希望領域が明確なら専門特化、まだ複数の選択肢を比べたい段階なら求人数が多い総合型が向きます。最初に総合型1社で「自分の市場価値」を確認し、その後に専門特化を追加する2段階の使い方も有効です。
退職前に登録すべき?
原則として在職中に登録するのが推奨です。生活費の不安がない状態で交渉できるため、条件面の妥協が減ります。離職票が手元にないと利用できないサービスは基本ありません。
看護師転職サイトのデメリットは?
担当者からの連絡が多くなる、紹介手数料の関係で高単価の求人が優先されやすいといった点が挙げられます。連絡頻度は最初の面談で希望を伝え、紹介求人は必ず複数社で照らし合わせるのが対策です。
担当者と合わなかったらどうする?
担当者変更を依頼するのが最初の選択肢です。多くのサイトに変更窓口があります。変更しても改善しない場合は、別タイプのサイトに切り替えるのが現実的です。
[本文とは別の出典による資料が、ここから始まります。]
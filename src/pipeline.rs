//! The three-stage pipeline: prepare, run, check.
//!
//! Stages run strictly in order for one test case before the next test case
//! starts. Any fatal error unwinds immediately and aborts the remaining stages
//! and test cases.

use std::ffi::{OsStr, OsString};
use std::fs::{self, OpenOptions};
use std::path::Path;

use crate::checker::{self, CheckReport};
use crate::cli::output::ReportSink;
use crate::config::HarnessConfig;
use crate::descriptor;
use crate::errors::{HarnessError, Result};
use crate::layout::TestCase;
use crate::toolchain;

/// One pipeline stage, with the options it needs.
#[derive(Debug, Clone, PartialEq, Eq)]
pub enum Stage {
    Prepare,
    Run { emulator: OsString },
    Check { fail_fast: bool },
}

/// Aggregate over every test case checked in one invocation.
#[derive(Debug, Default, Clone, PartialEq, Eq)]
pub struct SuiteSummary {
    pub reports: Vec<CheckReport>,
}

impl SuiteSummary {
    pub fn any_mismatch(&self) -> bool {
        self.reports.iter().any(|r| !r.passed())
    }
}

/// Drives the stages for a set of test cases.
#[derive(Debug, Clone)]
pub struct Harness {
    config: HarnessConfig,
}

impl Harness {
    pub fn new(config: HarnessConfig) -> Self {
        Self { config }
    }

    /// Assembles the source and instantiates the descriptor.
    ///
    /// The descriptor is only written once the assembler has exited
    /// successfully and the binary exists. The output file is created if it is
    /// absent so the checker always has something to read.
    pub fn prepare(&self, case: &TestCase) -> Result<()> {
        log::info!("preparing {}", case);
        let paths = case.paths(&self.config);
        require_file(&paths.source)?;
        require_file(&paths.descriptor_template)?;

        create_parent(&paths.binary)?;
        toolchain::run_checked(
            "assembler",
            toolchain::assembler_command(&self.config, &paths.source, &paths.binary),
        )?;
        if !paths.binary.is_file() {
            return Err(HarnessError::MissingBinary { path: paths.binary });
        }

        create_parent(&paths.output)?;
        touch(&paths.output)?;

        let template = fs::read_to_string(&paths.descriptor_template)
            .map_err(|e| HarnessError::io(&paths.descriptor_template, e))?;
        let text = descriptor::instantiate(
            &template,
            &descriptor::absolute(&paths.output)?,
            &descriptor::absolute(&paths.binary)?,
        );
        descriptor::warn_if_not_json(&text, &paths.descriptor);

        create_parent(&paths.descriptor)?;
        fs::write(&paths.descriptor, text).map_err(|e| HarnessError::io(&paths.descriptor, e))?;
        log::debug!("wrote descriptor {}", paths.descriptor.display());
        Ok(())
    }

    /// Runs the emulator on the prepared descriptor.
    pub fn run(&self, case: &TestCase, emulator: &OsStr) -> Result<()> {
        log::info!("running {}", case);
        let paths = case.paths(&self.config);
        require_file(&paths.descriptor)?;
        toolchain::run_checked(
            "emulator",
            toolchain::emulator_command(emulator, &paths.descriptor),
        )
    }

    /// Compares the emulator output with the golden file.
    pub fn check(
        &self,
        case: &TestCase,
        fail_fast: bool,
        sink: &mut dyn ReportSink,
    ) -> Result<CheckReport> {
        log::info!("checking {}", case);
        let paths = case.paths(&self.config);
        checker::check_files(case, &paths.expectation, &paths.output, fail_fast, sink)
    }

    /// Runs `stages` in order for each case in turn.
    pub fn run_stages(
        &self,
        cases: &[TestCase],
        stages: &[Stage],
        sink: &mut dyn ReportSink,
    ) -> Result<SuiteSummary> {
        let mut summary = SuiteSummary::default();
        for case in cases {
            for stage in stages {
                match stage {
                    Stage::Prepare => self.prepare(case)?,
                    Stage::Run { emulator } => self.run(case, emulator)?,
                    Stage::Check { fail_fast } => {
                        summary.reports.push(self.check(case, *fail_fast, sink)?);
                    }
                }
            }
        }
        Ok(summary)
    }
}

fn require_file(path: &Path) -> Result<()> {
    if path.is_file() {
        Ok(())
    } else {
        Err(HarnessError::MissingInput {
            path: path.to_path_buf(),
        })
    }
}

fn create_parent(path: &Path) -> Result<()> {
    match path.parent() {
        Some(parent) if !parent.as_os_str().is_empty() => {
            fs::create_dir_all(parent).map_err(|e| HarnessError::io(parent, e))
        }
        _ => Ok(()),
    }
}

/// Creates `path` if it does not exist. Existing content is left alone.
fn touch(path: &Path) -> Result<()> {
    OpenOptions::new()
        .create(true)
        .append(true)
        .open(path)
        .map(|_| ())
        .map_err(|e| HarnessError::io(path, e))
}

#[cfg(test)]
mod tests {
    use super::*;
    use crate::cli::output::{OutputBuffer, ReportKind};
    use std::path::PathBuf;

    fn scratch_root(name: &str) -> PathBuf {
        let dir = std::env::temp_dir().join(format!("romcheck-pipeline-{}-{}", name, std::process::id()));
        let _ = fs::remove_dir_all(&dir);
        fs::create_dir_all(dir.join("test_roms")).unwrap();
        dir
    }

    #[test]
    fn prepare_requires_source() {
        let root = scratch_root("nosource");
        let harness = Harness::new(HarnessConfig::default().with_root(&root));
        let err = harness.prepare(&TestCase::new("missing")).unwrap_err();
        match err {
            HarnessError::MissingInput { path } => {
                assert_eq!(path, root.join("test_roms/missing.s"));
            }
            other => panic!("unexpected error: {other:?}"),
        }
        assert!(!root.join("temp/missing.mem.json").exists());
        let _ = fs::remove_dir_all(&root);
    }

    #[test]
    fn prepare_requires_descriptor_template() {
        let root = scratch_root("notemplate");
        fs::write(root.join("test_roms/a.s"), "nop\n").unwrap();
        let harness = Harness::new(HarnessConfig::default().with_root(&root));
        let err = harness.prepare(&TestCase::new("a")).unwrap_err();
        assert!(matches!(err, HarnessError::MissingInput { path } if path.ends_with("a.mem.json")));
        let _ = fs::remove_dir_all(&root);
    }

    #[test]
    fn run_requires_prepared_descriptor() {
        let root = scratch_root("unprepared");
        let harness = Harness::new(HarnessConfig::default().with_root(&root));
        let err = harness
            .run(&TestCase::new("a"), OsStr::new("emu"))
            .unwrap_err();
        assert!(matches!(err, HarnessError::MissingInput { .. }));
        let _ = fs::remove_dir_all(&root);
    }

    #[test]
    fn check_stage_collects_reports() {
        let root = scratch_root("check");
        fs::create_dir_all(root.join("output")).unwrap();
        fs::write(root.join("test_roms/a.expected"), "AB|x|R0|reg\n").unwrap();
        fs::write(root.join("output/a.out"), "\0A\0B\n").unwrap();
        fs::write(root.join("test_roms/b.expected"), "AB|h|R1|reg\n").unwrap();
        fs::write(root.join("output/b.out"), "BA\n").unwrap();

        let harness = Harness::new(HarnessConfig::default().with_root(&root));
        let mut sink = OutputBuffer::new();
        let summary = harness
            .run_stages(
                &[TestCase::new("a"), TestCase::new("b")],
                &[Stage::Check { fail_fast: false }],
                &mut sink,
            )
            .unwrap();
        assert_eq!(summary.reports.len(), 2);
        assert!(summary.reports[0].passed());
        assert!(!summary.reports[1].passed());
        assert!(summary.any_mismatch());
        assert_eq!(sink.lines[0].0, ReportKind::Success);
        assert_eq!(sink.lines[1].0, ReportKind::Mismatch);
        let _ = fs::remove_dir_all(&root);
    }

    #[test]
    fn touch_keeps_existing_content() {
        let root = scratch_root("touch");
        let file = root.join("out.txt");
        fs::write(&file, "kept").unwrap();
        touch(&file).unwrap();
        assert_eq!(fs::read_to_string(&file).unwrap(), "kept");
        let fresh = root.join("nested/fresh.out");
        create_parent(&fresh).unwrap();
        touch(&fresh).unwrap();
        assert_eq!(fs::read(&fresh).unwrap(), b"");
        let _ = fs::remove_dir_all(&root);
    }

    #[cfg(unix)]
    mod with_fake_tools {
        use super::*;
        use std::os::unix::fs::PermissionsExt;

        fn script(path: &Path, body: &str) {
            fs::write(path, format!("#!/bin/sh\n{}\n", body)).unwrap();
            fs::set_permissions(path, fs::Permissions::from_mode(0o755)).unwrap();
        }

        fn setup(name: &str) -> (PathBuf, Harness) {
            let root = scratch_root(name);
            fs::create_dir_all(root.join("bin")).unwrap();
            // -o BIN -mformat=binary SRC
            script(&root.join("bin/fake-as"), "cp \"$4\" \"$2\"");
            fs::write(root.join("test_roms/a.s"), "rom bytes\n").unwrap();
            fs::write(
                root.join("test_roms/a.mem.json"),
                "{\"rom\": \"%rombin\", \"out\": \"%outputfile\"}\n",
            )
            .unwrap();
            let config = HarnessConfig::default()
                .with_root(&root)
                .with_assembler(root.join("bin/fake-as").display().to_string());
            (root, Harness::new(config))
        }

        #[test]
        fn prepare_writes_binary_descriptor_and_output() {
            let (root, harness) = setup("prepare");
            harness.prepare(&TestCase::new("a")).unwrap();

            assert_eq!(fs::read_to_string(root.join("temp/a.bin")).unwrap(), "rom bytes\n");
            assert_eq!(fs::read(root.join("output/a.out")).unwrap(), b"");
            let descriptor = fs::read_to_string(root.join("temp/a.mem.json")).unwrap();
            let value: serde_json::Value = serde_json::from_str(&descriptor).unwrap();
            let rom = PathBuf::from(value["rom"].as_str().unwrap());
            let out = PathBuf::from(value["out"].as_str().unwrap());
            assert!(rom.is_absolute() && rom.ends_with("temp/a.bin"));
            assert!(out.is_absolute() && out.ends_with("output/a.out"));
            let _ = fs::remove_dir_all(&root);
        }

        #[test]
        fn prepare_is_idempotent() {
            let (root, harness) = setup("idempotent");
            harness.prepare(&TestCase::new("a")).unwrap();
            let first = fs::read(root.join("temp/a.mem.json")).unwrap();
            harness.prepare(&TestCase::new("a")).unwrap();
            let second = fs::read(root.join("temp/a.mem.json")).unwrap();
            assert_eq!(first, second);
            let _ = fs::remove_dir_all(&root);
        }

        #[test]
        fn assembler_failure_aborts_before_descriptor() {
            let (root, _) = setup("asfail");
            script(&root.join("bin/bad-as"), "exit 1");
            let config = HarnessConfig::default()
                .with_root(&root)
                .with_assembler(root.join("bin/bad-as").display().to_string());
            let err = Harness::new(config).prepare(&TestCase::new("a")).unwrap_err();
            assert!(matches!(err, HarnessError::ToolFailed { tool: "assembler", .. }));
            assert!(!root.join("temp/a.mem.json").exists());
            let _ = fs::remove_dir_all(&root);
        }

        #[test]
        fn assembler_without_binary_is_fatal() {
            let (root, _) = setup("nobin");
            script(&root.join("bin/lazy-as"), "exit 0");
            let config = HarnessConfig::default()
                .with_root(&root)
                .with_assembler(root.join("bin/lazy-as").display().to_string());
            let err = Harness::new(config).prepare(&TestCase::new("a")).unwrap_err();
            assert!(matches!(err, HarnessError::MissingBinary { .. }));
            assert!(!root.join("temp/a.mem.json").exists());
            assert!(!root.join("output/a.out").exists());
            let _ = fs::remove_dir_all(&root);
        }

        #[test]
        fn full_pipeline_reports_success() {
            let (root, harness) = setup("full");
            // Pulls the output path out of the descriptor and writes one x line.
            script(
                &root.join("bin/fake-emu"),
                "out=$(sed -n 's/.*\"out\": \"\\([^\"]*\\)\".*/\\1/p' \"$1\")\nprintf 'A\\000B\\000\\n' > \"$out\"",
            );
            fs::write(root.join("test_roms/a.expected"), "AB|x|R0|register zero\n").unwrap();

            let mut sink = OutputBuffer::new();
            let summary = harness
                .run_stages(
                    &[TestCase::new("a")],
                    &[
                        Stage::Prepare,
                        Stage::Run {
                            emulator: root.join("bin/fake-emu").into_os_string(),
                        },
                        Stage::Check { fail_fast: false },
                    ],
                    &mut sink,
                )
                .unwrap();
            assert!(!summary.any_mismatch());
            assert_eq!(sink.texts(), vec!["Test Rom a completed successfully."]);
            let _ = fs::remove_dir_all(&root);
        }

        #[test]
        fn emulator_failure_aborts_remaining_cases() {
            let (root, harness) = setup("emufail");
            script(&root.join("bin/bad-emu"), "exit 2");
            let mut sink = OutputBuffer::new();
            let err = harness
                .run_stages(
                    &[TestCase::new("a"), TestCase::new("a")],
                    &[
                        Stage::Prepare,
                        Stage::Run {
                            emulator: root.join("bin/bad-emu").into_os_string(),
                        },
                        Stage::Check { fail_fast: false },
                    ],
                    &mut sink,
                )
                .unwrap_err();
            assert!(matches!(err, HarnessError::ToolFailed { tool: "emulator", .. }));
            assert!(sink.lines.is_empty());
            let _ = fs::remove_dir_all(&root);
        }
    }
}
サイトを変えること自体に費用は発生しません。
まとめ
看護師の転職サイト選びは、2〜3社の併用を前提に「自分の希望領域と相性のよい担当者」を引き当てる活動です。総合医療系・看護師特化型・プラットフォーム型をタイプとして理解し、病棟・クリニック・訪問看護・産業看護・第二新卒・プラチナナースなど自分の領域に強いサイトを選ぶことで、入職後のミスマッチを大きく減らせます。求人数や知名度ではなく、面談時のコミュニケーション品質を最終判断軸にすることをおすすめします。
厚生労働省「衛生行政報告例(就業医療関係者)」「看護師等業務従事者届」「賃金構造基本統計調査」、公益社団法人日本看護協会、各転職サービス運営会社の公開情報。最新の制度・統計は各公式サイトをご確認ください。